[Start of section]

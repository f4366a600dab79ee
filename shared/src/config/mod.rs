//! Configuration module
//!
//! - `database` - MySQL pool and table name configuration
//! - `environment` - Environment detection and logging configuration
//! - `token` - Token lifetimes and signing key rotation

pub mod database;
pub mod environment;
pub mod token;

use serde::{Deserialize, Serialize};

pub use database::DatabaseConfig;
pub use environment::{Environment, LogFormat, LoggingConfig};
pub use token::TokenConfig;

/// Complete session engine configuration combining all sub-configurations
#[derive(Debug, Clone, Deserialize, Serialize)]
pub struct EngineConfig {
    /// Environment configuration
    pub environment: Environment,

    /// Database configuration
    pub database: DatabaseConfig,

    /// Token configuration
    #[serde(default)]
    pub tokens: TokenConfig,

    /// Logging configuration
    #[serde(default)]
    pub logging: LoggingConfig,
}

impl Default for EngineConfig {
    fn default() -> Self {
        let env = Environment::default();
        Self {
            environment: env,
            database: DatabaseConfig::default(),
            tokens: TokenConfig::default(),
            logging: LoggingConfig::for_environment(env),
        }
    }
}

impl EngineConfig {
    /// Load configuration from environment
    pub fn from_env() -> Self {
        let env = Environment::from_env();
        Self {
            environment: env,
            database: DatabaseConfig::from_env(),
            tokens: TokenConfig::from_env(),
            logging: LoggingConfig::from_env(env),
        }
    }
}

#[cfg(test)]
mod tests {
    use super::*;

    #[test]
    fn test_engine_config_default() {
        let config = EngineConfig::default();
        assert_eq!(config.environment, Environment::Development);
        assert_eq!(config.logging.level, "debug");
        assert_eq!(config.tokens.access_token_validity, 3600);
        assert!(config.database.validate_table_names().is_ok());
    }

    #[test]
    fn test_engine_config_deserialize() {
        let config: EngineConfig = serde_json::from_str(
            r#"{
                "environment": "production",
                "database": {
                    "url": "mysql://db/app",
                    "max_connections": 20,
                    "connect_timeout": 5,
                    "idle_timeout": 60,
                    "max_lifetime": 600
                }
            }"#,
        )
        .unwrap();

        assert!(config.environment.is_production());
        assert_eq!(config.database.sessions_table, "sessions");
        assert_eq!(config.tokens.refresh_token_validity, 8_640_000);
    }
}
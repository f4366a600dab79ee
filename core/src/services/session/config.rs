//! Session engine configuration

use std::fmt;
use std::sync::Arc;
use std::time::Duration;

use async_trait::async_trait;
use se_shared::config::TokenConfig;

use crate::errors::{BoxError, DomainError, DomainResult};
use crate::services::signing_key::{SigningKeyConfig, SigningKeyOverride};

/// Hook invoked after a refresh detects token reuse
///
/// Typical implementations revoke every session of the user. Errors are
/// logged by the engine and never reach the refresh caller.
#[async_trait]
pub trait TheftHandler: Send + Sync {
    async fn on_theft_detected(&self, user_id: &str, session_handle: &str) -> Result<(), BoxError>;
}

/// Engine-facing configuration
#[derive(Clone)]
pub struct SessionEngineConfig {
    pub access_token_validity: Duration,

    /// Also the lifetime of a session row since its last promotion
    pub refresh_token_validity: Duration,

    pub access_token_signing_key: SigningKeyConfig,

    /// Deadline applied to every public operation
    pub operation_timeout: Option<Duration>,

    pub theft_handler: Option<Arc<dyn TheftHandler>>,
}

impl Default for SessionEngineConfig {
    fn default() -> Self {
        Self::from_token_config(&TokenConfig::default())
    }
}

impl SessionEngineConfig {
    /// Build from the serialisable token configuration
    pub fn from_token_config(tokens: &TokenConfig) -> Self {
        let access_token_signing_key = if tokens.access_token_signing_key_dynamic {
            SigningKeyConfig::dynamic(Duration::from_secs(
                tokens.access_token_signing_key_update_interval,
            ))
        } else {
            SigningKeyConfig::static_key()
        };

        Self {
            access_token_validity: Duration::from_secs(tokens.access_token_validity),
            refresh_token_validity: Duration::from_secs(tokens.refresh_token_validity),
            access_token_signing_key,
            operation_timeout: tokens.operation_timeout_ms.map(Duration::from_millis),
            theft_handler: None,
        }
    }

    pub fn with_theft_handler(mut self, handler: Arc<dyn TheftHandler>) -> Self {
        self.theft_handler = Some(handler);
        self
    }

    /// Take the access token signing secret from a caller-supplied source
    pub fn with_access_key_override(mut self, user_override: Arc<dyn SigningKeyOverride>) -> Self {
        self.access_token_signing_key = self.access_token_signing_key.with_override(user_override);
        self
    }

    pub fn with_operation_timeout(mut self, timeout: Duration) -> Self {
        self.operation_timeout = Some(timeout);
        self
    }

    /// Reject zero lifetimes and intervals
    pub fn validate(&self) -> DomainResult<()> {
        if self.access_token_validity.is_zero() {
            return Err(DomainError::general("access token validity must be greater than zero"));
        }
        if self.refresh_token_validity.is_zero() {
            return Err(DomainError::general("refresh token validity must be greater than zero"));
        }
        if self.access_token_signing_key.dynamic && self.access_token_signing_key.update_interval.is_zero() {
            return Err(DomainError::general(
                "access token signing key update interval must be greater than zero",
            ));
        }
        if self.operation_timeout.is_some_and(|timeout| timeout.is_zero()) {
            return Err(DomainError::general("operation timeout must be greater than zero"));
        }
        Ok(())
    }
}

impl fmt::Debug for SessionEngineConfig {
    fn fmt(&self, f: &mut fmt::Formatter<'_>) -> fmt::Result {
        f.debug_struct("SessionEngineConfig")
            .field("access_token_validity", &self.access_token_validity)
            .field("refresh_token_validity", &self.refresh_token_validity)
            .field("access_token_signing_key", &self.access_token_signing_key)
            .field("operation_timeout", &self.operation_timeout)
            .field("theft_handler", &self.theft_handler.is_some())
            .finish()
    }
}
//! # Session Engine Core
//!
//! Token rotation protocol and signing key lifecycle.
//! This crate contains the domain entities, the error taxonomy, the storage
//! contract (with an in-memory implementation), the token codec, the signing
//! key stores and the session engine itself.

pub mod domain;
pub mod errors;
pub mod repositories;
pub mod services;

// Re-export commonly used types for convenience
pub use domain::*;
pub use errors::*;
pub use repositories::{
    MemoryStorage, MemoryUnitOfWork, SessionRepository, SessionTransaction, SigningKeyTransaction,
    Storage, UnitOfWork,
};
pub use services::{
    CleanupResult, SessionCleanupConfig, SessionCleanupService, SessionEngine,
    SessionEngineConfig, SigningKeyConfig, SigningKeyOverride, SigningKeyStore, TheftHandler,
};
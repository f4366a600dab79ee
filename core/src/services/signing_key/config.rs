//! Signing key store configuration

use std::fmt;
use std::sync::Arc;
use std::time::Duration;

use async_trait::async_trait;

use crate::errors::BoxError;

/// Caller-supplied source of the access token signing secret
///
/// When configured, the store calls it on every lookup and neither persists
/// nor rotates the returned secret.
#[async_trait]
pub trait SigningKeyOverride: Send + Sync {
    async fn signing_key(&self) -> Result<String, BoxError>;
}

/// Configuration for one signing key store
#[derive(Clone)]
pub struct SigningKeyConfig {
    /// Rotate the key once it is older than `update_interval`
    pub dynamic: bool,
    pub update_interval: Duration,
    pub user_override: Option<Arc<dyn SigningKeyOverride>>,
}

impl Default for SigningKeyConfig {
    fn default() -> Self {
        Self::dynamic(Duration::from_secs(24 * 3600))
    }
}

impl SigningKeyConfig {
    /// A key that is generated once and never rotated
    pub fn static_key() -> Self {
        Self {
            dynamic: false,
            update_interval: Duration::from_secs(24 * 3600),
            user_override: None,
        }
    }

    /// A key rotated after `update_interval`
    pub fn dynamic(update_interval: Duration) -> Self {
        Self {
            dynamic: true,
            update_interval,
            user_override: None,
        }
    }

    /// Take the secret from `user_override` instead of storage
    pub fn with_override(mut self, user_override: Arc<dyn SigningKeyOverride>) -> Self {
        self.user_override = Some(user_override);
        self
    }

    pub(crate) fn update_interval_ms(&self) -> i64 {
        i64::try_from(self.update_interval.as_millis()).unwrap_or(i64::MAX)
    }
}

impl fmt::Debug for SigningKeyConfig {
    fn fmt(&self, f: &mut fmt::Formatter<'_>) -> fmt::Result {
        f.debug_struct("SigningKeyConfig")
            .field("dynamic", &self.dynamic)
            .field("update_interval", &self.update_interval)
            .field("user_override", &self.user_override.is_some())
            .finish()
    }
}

[End of section]

# DESCRIPTION OF THE TASK
Report the number of lines in the entries above that include the word "lifetimes" and add nothing to it.

# PROBLEM SOLUTION
2